Saved data entries
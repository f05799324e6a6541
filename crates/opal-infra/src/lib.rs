//! Ambient cross-cutting concerns shared by every OPAL media plane crate:
//! logging setup, error-context helpers, the tunables config, and the
//! lifecycle trait used by Connection, RTP Session and Patch.

pub mod action;
pub mod config;
pub mod errors;
pub mod lifecycle;
pub mod logging;

pub use action::PacketAction;
pub use config::MediaPlaneConfig;
pub use errors::{ErrorContext, ErrorExt};
pub use lifecycle::{Lifecycle, LifecycleState};
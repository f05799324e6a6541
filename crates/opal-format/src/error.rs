use thiserror::Error;

pub type Result<T> = std::result::Result<T, Error>;

#[derive(Error, Debug, Clone, PartialEq, Eq)]
pub enum Error {
    #[error("format '{0}' is not registered")]
    NotFound(String),

    #[error("format '{0}' is already registered")]
    AlreadyRegistered(String),

    #[error("cannot merge formats '{a}' and '{b}': they describe different encodings")]
    NameMismatch { a: String, b: String },

    #[error("incompatible formats: option '{option}' is equal-only but '{a}' != '{b}'")]
    IncompatibleFormats {
        option: String,
        a: String,
        b: String,
    },

    #[error("option '{0}' has no declared merge policy usable for its value type")]
    UnmergeableOption(String),
}
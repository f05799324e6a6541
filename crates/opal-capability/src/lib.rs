//! Capability Catalog (spec C2), grounded on the H.323 §6.2.8 nested
//! structure described in `original_source/include/h323/h323caps.h`
//! (`H323Capabilities`: a flat `table` plus a three-level `set` of
//! descriptors/simultaneous-groups/cannot-operate-together lists).
//!
//! The deep `Capability -> Audio/Video/Data/UserInput -> specific codec`
//! inheritance tree in the original is replaced per spec §9 with a tagged
//! `MediaType` (reused from `opal-format`) plus a flat [`Capability`]
//! record; polymorphic PDU encode/decode is left to the signalling
//! collaborator (out of scope here, see spec §1).

mod capability;
mod error;
mod set;

pub use capability::{Capability, Direction, NonStandardData};
pub use error::{Error, Result};
pub use set::{CapabilitySet, FindQuery};
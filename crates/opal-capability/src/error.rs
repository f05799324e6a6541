use thiserror::Error;

pub type Result<T> = std::result::Result<T, Error>;

#[derive(Error, Debug, Clone, PartialEq, Eq)]
pub enum Error {
    #[error("capability id {0} not found")]
    NotFound(u32),

    #[error("no capability matched '{0}'")]
    NoMatch(String),

    #[error("descriptor index {0} out of range")]
    BadDescriptorIndex(usize),

    #[error("simultaneous-group index {0} out of range")]
    BadSimultaneousIndex(usize),
}
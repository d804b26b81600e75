//! Intro sequence: a fixed timeline of phases, the per-element animation
//! targets for each phase, and the async driver that plays it.

pub mod assets;
pub mod phase;
pub mod sequencer;
pub mod targets;
pub mod timeline;

pub use phase::{Phase, TOTAL_RUNTIME};
pub use sequencer::{IntroHandle, IntroOutcome, IntroStatus, Sequencer, SequencerError};
pub use targets::{ClipInset, Easing, Element, TargetTable, Transition, VisualState};
pub use timeline::{Step, Timeline};

pub const TEXT_1: &str = "EVERY MARKET TELLS A STORY";
pub const TEXT_2: &str = "MOST NEVER HEAR IT";
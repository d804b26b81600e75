use anyhow::Result;
use std::path::Path;
use tokio::time::{sleep, Duration};
use tokio_util::sync::CancellationToken;

use karion::config::Config;
use karion::intro::{assets, IntroOutcome, Sequencer};
use karion::logging::{json_log, obj, v_num, v_str};
use karion::risk::RiskService;
use karion::styles::install_global_styles;

#[tokio::main]
async fn main() -> Result<()> {
    let cfg = Config::from_env();
    json_log(
        "startup",
        obj(&[
            ("risk_source", v_str(&format!("{:?}", cfg.risk_source))),
            ("intro", serde_json::json!(cfg.intro_enabled)),
        ]),
    );

    install_global_styles();

    let shutdown = CancellationToken::new();
    {
        let shutdown = shutdown.clone();
        tokio::spawn(async move {
            if tokio::signal::ctrl_c().await.is_ok() {
                shutdown.cancel();
            }
        });
    }

    if cfg.intro_enabled {
        play_intro(&cfg, &shutdown).await?;
    }

    let source = cfg.risk_source.build(&cfg)?;
    let service = RiskService::from_config(source, &cfg);

    loop {
        match service.get_risk_analysis_with_cancel(&shutdown).await {
            Ok(snapshot) => println!("{}", serde_json::to_string_pretty(&snapshot)?),
            Err(err) => json_log(
                "risk_unavailable",
                obj(&[
                    ("source", v_str(service.source_name())),
                    ("error", v_str(&err.to_string())),
                ]),
            ),
        }

        if cfg.risk_refresh_secs == 0 || shutdown.is_cancelled() {
            break;
        }
        tokio::select! {
            () = shutdown.cancelled() => break,
            () = sleep(Duration::from_secs(cfg.risk_refresh_secs)) => {}
        }
    }

    json_log("shutdown", obj(&[("msg", v_str("bye"))]));
    Ok(())
}

async fn play_intro(cfg: &Config, shutdown: &CancellationToken) -> Result<()> {
    let missing = assets::missing_assets(Path::new(&cfg.asset_dir));
    if !missing.is_empty() {
        let paths: Vec<_> = missing.iter().map(|p| v_str(&p.to_string_lossy())).collect();
        json_log("intro_assets", obj(&[("missing", serde_json::Value::Array(paths))]));
    }

    let sequencer = Sequencer::new();
    let handle = sequencer.start(|| {
        json_log("intro", obj(&[("msg", v_str("handing control back"))]));
    })?;
    let runtime = karion::intro::TOTAL_RUNTIME.as_millis() as f64;
    json_log("intro", obj(&[("runtime_ms", v_num(runtime))]));

    // Losing the race drops the wait future and with it the handle, which cancels the run.
    let outcome = tokio::select! {
        () = shutdown.cancelled() => IntroOutcome::Cancelled,
        outcome = handle.wait() => outcome,
    };
    json_log("intro", obj(&[("outcome", v_str(&format!("{:?}", outcome)))]));
    Ok(())
}
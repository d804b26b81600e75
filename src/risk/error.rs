//! Failure taxonomy for risk data sources.

use std::time::Duration;
use thiserror::Error;

#[derive(Debug, Clone, Error, PartialEq, Eq)]
pub enum RiskError {
    #[error("risk data unavailable: {0}")]
    Unavailable(String),

    #[error("risk data request timed out after {0:?}")]
    Timeout(Duration),

    #[error("invalid risk payload: {0}")]
    InvalidResponse(String),

    #[error("risk request cancelled")]
    Cancelled,
}

impl RiskError {
    /// Transient failures worth another attempt.
    pub fn is_retryable(&self) -> bool {
        matches!(self, RiskError::Unavailable(_) | RiskError::Timeout(_))
    }
}

impl From<serde_json::Error> for RiskError {
    fn from(err: serde_json::Error) -> Self {
        RiskError::InvalidResponse(err.to_string())
    }
}

pub type RiskResult<T> = Result<T, RiskError>;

Directions for this task – None of the lines above may be skipped. Transcribe each one exactly.

Result of the exercise –
repository f05799324e6a6541
filename crates/opal-infra/src/lib.rs
//! Ambient cross-cutting concerns shared by every OPAL media plane crate:
//! logging setup, error-context helpers, the tunables config, and the
//! lifecycle trait used by Connection, RTP Session and Patch.

pub mod action;
pub mod config;
pub mod errors;
pub mod lifecycle;
pub mod logging;

pub use action::PacketAction;
pub use config::MediaPlaneConfig;
pub use errors::{ErrorContext, ErrorExt};
pub use lifecycle::{Lifecycle, LifecycleState};
repository f05799324e6a6541
filename crates/opal-format/src/error.rs
use thiserror::Error;

pub type Result<T> = std::result::Result<T, Error>;

#[derive(Error, Debug, Clone, PartialEq, Eq)]
pub enum Error {
    #[error("format '{0}' is not registered")]
    NotFound(String),

    #[error("format '{0}' is already registered")]
    AlreadyRegistered(String),

    #[error("cannot merge formats '{a}' and '{b}': they describe different encodings")]
    NameMismatch { a: String, b: String },

    #[error("incompatible formats: option '{option}' is equal-only but '{a}' != '{b}'")]
    IncompatibleFormats {
        option: String,
        a: String,
        b: String,
    },

    #[error("option '{0}' has no declared merge policy usable for its value type")]
    UnmergeableOption(String),
}
repository f05799324e6a6541
filename crates/opal-capability/src/lib.rs
//! Capability Catalog (spec C2), grounded on the H.323 §6.2.8 nested
//! structure described in `original_source/include/h323/h323caps.h`
//! (`H323Capabilities`: a flat `table` plus a three-level `set` of
//! descriptors/simultaneous-groups/cannot-operate-together lists).
//!
//! The deep `Capability -> Audio/Video/Data/UserInput -> specific codec`
//! inheritance tree in the original is replaced per spec §9 with a tagged
//! `MediaType` (reused from `opal-format`) plus a flat [`Capability`]
//! record; polymorphic PDU encode/decode is left to the signalling
//! collaborator (out of scope here, see spec §1).

mod capability;
mod error;
mod set;

pub use capability::{Capability, Direction, NonStandardData};
pub use error::{Error, Result};
pub use set::{CapabilitySet, FindQuery};
filename crates/opal-capability/src/error.rs
repository f05799324e6a6541
use thiserror::Error;

pub type Result<T> = std::result::Result<T, Error>;

#[derive(Error, Debug, Clone, PartialEq, Eq)]
pub enum Error {
    #[error("capability id {0} not found")]
    NotFound(u32),

    #[error("no capability matched '{0}'")]
    NoMatch(String),

    #[error("descriptor index {0} out of range")]
    BadDescriptorIndex(usize),

    #[error("simultaneous-group index {0} out of range")]
    BadSimultaneousIndex(usize),
}
repository d804b26b81600e75
//! Intro sequence: a fixed timeline of phases, the per-element animation
//! targets for each phase, and the async driver that plays it.

pub mod assets;
pub mod phase;
pub mod sequencer;
pub mod targets;
pub mod timeline;

pub use phase::{Phase, TOTAL_RUNTIME};
pub use sequencer::{IntroHandle, IntroOutcome, IntroStatus, Sequencer, SequencerError};
pub use targets::{ClipInset, Easing, Element, TargetTable, Transition, VisualState};
pub use timeline::{Step, Timeline};

pub const TEXT_1: &str = "EVERY MARKET TELLS A STORY";
pub const TEXT_2: &str = "MOST NEVER HEAR IT";
repository d804b26b81600e75
use anyhow::Result;
use std::path::Path;
use tokio::time::{sleep, Duration};
use tokio_util::sync::CancellationToken;

use karion::config::Config;
use karion::intro::{assets, IntroOutcome, Sequencer};
use karion::logging::{json_log, obj, v_num, v_str};
use karion::risk::RiskService;
use karion::styles::install_global_styles;

#[tokio::main]
async fn main() -> Result<()> {
    let cfg = Config::from_env();
    json_log(
        "startup",
        obj(&[
            ("risk_source", v_str(&format!("{:?}", cfg.risk_source))),
            ("intro", serde_json::json!(cfg.intro_enabled)),
        ]),
    );

    install_global_styles();

    let shutdown = CancellationToken::new();
    {
        let shutdown = shutdown.clone();
        tokio::spawn(async move {
            if tokio::signal::ctrl_c().await.is_ok() {
                shutdown.cancel();
            }
        });
    }

    if cfg.intro_enabled {
        play_intro(&cfg, &shutdown).await?;
    }

    let source = cfg.risk_source.build(&cfg)?;
    let service = RiskService::from_config(source, &cfg);

    loop {
        match service.get_risk_analysis_with_cancel(&shutdown).await {
            Ok(snapshot) => println!("{}", serde_json::to_string_pretty(&snapshot)?),
            Err(err) => json_log(
                "risk_unavailable",
                obj(&[
                    ("source", v_str(service.source_name())),
                    ("error", v_str(&err.to_string())),
                ]),
            ),
        }

        if cfg.risk_refresh_secs == 0 || shutdown.is_cancelled() {
            break;
        }
        tokio::select! {
            () = shutdown.cancelled() => break,
            () = sleep(Duration::from_secs(cfg.risk_refresh_secs)) => {}
        }
    }

    json_log("shutdown", obj(&[("msg", v_str("bye"))]));
    Ok(())
}

async fn play_intro(cfg: &Config, shutdown: &CancellationToken) -> Result<()> {
    let missing = assets::missing_assets(Path::new(&cfg.asset_dir));
    if !missing.is_empty() {
        let paths: Vec<_> = missing.iter().map(|p| v_str(&p.to_string_lossy())).collect();
        json_log("intro_assets", obj(&[("missing", serde_json::Value::Array(paths))]));
    }

    let sequencer = Sequencer::new();
    let handle = sequencer.start(|| {
        json_log("intro", obj(&[("msg", v_str("handing control back"))]));
    })?;
    let runtime = karion::intro::TOTAL_RUNTIME.as_millis() as f64;
    json_log("intro", obj(&[("runtime_ms", v_num(runtime))]));

    // Losing the race drops the wait future and with it the handle, which cancels the run.
    let outcome = tokio::select! {
        () = shutdown.cancelled() => IntroOutcome::Cancelled,
        outcome = handle.wait() => outcome,
    };
    json_log("intro", obj(&[("outcome", v_str(&format!("{:?}", outcome)))]));
    Ok(())
}
repository d804b26b81600e75
filename src/risk/error.rs
//! Failure taxonomy for risk data sources.

use std::time::Duration;
use thiserror::Error;

#[derive(Debug, Clone, Error, PartialEq, Eq)]
pub enum RiskError {
    #[error("risk data unavailable: {0}")]
    Unavailable(String),

    #[error("risk data request timed out after {0:?}")]
    Timeout(Duration),

    #[error("invalid risk payload: {0}")]
    InvalidResponse(String),

    #[error("risk request cancelled")]
    Cancelled,
}

impl RiskError {
    /// Transient failures worth another attempt.
    pub fn is_retryable(&self) -> bool {
        matches!(self, RiskError::Unavailable(_) | RiskError::Timeout(_))
    }
}

impl From<serde_json::Error> for RiskError {
    fn from(err: serde_json::Error) -> Self {
        RiskError::InvalidResponse(err.to_string())
    }
}

pub type RiskResult<T> = Result<T, RiskError>;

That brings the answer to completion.